Below are the records; locate each line with the word "still" and copy it.

(Data for processing)
►

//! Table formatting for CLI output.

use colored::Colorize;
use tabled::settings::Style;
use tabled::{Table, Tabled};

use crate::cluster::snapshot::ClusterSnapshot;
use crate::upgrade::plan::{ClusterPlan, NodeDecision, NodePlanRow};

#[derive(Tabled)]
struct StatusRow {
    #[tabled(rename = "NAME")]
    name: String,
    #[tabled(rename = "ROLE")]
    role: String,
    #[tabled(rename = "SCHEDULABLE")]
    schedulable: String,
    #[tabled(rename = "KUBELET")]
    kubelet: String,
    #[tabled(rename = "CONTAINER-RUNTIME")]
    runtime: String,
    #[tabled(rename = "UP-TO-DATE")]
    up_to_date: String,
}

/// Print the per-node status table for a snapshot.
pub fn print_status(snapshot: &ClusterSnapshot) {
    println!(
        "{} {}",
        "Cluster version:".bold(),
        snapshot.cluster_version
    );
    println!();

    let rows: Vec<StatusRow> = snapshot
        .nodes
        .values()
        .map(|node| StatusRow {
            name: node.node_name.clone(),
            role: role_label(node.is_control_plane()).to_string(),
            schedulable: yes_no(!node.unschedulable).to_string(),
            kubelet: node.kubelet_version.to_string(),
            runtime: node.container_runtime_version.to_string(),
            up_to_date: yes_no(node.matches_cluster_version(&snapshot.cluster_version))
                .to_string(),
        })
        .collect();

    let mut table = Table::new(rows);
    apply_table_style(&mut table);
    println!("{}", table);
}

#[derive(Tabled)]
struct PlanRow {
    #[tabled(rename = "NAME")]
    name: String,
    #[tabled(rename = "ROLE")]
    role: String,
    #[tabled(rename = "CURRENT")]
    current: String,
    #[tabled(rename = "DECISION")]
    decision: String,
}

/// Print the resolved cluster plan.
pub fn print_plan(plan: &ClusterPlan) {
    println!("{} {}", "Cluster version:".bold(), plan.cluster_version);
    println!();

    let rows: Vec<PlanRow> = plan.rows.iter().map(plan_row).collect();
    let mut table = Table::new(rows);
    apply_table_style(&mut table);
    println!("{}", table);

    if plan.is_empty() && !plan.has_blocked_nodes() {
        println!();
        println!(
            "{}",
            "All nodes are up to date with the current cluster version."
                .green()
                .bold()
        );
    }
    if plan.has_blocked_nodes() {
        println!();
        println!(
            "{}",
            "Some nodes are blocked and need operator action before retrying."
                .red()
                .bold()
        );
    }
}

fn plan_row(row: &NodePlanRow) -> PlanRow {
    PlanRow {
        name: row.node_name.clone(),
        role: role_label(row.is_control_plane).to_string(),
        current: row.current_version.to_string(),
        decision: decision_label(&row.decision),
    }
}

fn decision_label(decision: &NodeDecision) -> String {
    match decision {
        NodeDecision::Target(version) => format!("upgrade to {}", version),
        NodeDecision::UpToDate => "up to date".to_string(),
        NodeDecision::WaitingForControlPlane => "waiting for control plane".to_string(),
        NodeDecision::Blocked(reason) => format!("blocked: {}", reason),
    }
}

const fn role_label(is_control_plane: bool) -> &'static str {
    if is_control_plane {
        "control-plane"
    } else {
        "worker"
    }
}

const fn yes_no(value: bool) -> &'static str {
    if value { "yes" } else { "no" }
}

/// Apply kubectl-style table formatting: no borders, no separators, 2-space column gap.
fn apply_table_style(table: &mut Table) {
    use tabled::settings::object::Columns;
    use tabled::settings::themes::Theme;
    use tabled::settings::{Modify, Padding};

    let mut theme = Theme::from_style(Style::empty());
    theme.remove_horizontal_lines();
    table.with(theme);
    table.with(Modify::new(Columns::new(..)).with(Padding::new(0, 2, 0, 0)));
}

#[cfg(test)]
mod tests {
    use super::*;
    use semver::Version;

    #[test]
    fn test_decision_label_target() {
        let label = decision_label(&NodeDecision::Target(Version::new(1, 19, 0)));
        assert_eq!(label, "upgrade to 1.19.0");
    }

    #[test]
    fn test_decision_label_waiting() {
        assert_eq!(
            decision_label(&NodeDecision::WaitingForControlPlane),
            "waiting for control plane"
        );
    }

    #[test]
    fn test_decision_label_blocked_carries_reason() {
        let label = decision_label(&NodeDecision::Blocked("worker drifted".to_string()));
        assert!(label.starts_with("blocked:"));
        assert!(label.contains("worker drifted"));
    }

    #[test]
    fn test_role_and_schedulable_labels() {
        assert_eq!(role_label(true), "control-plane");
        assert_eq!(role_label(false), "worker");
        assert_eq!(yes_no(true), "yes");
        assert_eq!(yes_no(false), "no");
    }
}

◄
►

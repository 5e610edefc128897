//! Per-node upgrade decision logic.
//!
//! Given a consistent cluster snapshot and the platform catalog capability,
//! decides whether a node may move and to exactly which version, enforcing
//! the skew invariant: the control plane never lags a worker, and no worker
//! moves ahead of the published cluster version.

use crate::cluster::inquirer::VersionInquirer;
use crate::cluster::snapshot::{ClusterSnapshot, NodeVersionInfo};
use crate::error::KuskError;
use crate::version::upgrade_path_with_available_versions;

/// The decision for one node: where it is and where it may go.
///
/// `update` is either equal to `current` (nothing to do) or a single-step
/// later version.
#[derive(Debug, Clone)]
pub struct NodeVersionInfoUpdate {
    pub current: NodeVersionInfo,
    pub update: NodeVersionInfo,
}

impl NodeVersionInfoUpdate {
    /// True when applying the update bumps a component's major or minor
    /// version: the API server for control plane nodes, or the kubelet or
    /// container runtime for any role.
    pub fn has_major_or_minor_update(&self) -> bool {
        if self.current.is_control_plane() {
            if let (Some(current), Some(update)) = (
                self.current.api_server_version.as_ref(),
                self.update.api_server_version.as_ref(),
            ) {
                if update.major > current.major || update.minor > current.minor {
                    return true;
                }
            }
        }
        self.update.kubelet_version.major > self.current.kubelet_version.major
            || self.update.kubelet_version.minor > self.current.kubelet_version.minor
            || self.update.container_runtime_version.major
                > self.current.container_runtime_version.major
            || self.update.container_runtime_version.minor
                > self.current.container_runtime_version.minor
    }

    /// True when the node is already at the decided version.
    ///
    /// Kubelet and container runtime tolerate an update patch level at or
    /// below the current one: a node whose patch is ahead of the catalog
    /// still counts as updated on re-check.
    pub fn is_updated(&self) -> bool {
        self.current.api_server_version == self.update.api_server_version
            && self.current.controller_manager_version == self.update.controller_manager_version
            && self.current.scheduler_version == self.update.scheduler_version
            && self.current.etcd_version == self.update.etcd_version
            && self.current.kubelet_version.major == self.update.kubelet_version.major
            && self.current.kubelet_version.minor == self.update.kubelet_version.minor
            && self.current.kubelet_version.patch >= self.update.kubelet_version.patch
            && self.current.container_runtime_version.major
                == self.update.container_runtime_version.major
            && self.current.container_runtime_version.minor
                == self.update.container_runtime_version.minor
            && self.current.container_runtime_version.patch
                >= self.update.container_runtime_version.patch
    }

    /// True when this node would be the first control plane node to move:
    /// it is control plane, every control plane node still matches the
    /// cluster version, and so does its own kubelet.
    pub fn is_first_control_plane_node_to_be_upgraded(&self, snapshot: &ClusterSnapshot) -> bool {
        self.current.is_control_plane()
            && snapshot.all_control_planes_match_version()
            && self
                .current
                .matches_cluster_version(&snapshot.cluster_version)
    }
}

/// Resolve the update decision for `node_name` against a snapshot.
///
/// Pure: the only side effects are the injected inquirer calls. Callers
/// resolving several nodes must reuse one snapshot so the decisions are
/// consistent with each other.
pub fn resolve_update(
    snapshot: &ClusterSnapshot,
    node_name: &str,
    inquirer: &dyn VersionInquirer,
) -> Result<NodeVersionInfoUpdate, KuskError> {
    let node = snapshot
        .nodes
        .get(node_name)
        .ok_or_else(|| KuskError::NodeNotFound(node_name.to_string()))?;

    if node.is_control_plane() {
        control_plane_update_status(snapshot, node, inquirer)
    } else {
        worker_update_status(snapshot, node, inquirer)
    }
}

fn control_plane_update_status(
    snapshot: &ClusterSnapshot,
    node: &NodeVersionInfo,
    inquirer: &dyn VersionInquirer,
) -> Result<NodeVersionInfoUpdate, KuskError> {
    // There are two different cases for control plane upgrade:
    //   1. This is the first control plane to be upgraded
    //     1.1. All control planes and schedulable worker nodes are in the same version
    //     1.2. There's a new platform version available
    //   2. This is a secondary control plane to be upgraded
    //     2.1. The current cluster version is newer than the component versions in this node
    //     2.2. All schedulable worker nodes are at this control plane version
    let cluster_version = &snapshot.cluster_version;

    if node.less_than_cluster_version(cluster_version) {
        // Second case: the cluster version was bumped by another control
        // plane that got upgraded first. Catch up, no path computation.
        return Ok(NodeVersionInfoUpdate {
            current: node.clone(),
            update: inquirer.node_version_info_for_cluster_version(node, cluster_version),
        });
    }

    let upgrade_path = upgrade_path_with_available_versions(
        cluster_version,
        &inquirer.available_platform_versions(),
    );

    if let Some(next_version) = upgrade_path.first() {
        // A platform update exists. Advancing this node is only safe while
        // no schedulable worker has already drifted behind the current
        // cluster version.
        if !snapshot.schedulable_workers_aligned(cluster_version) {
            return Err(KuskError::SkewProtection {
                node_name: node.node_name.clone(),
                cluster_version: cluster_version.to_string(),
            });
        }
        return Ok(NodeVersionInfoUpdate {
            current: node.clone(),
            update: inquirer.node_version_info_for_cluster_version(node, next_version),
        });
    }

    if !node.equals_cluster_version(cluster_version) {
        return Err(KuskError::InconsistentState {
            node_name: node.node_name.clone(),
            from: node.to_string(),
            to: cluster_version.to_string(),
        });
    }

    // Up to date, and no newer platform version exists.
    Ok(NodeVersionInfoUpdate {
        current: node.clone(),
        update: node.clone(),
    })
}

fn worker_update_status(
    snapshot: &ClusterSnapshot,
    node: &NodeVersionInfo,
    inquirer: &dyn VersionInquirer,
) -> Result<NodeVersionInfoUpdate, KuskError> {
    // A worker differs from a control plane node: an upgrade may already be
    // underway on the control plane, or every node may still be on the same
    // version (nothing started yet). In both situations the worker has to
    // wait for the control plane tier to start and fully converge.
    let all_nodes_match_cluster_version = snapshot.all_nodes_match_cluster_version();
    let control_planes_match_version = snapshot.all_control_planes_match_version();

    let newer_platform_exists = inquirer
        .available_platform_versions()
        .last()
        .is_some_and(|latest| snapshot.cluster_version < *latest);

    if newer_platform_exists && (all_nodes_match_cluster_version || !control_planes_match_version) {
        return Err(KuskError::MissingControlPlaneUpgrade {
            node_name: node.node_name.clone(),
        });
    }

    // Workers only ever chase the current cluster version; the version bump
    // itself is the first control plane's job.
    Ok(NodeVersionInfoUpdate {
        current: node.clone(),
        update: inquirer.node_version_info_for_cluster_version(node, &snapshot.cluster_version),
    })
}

◄

(Answer space)
    /// still counts as updated on re-check.
    /// it is control plane, every control plane node still matches the
    // underway on the control plane, or every node may still be on the same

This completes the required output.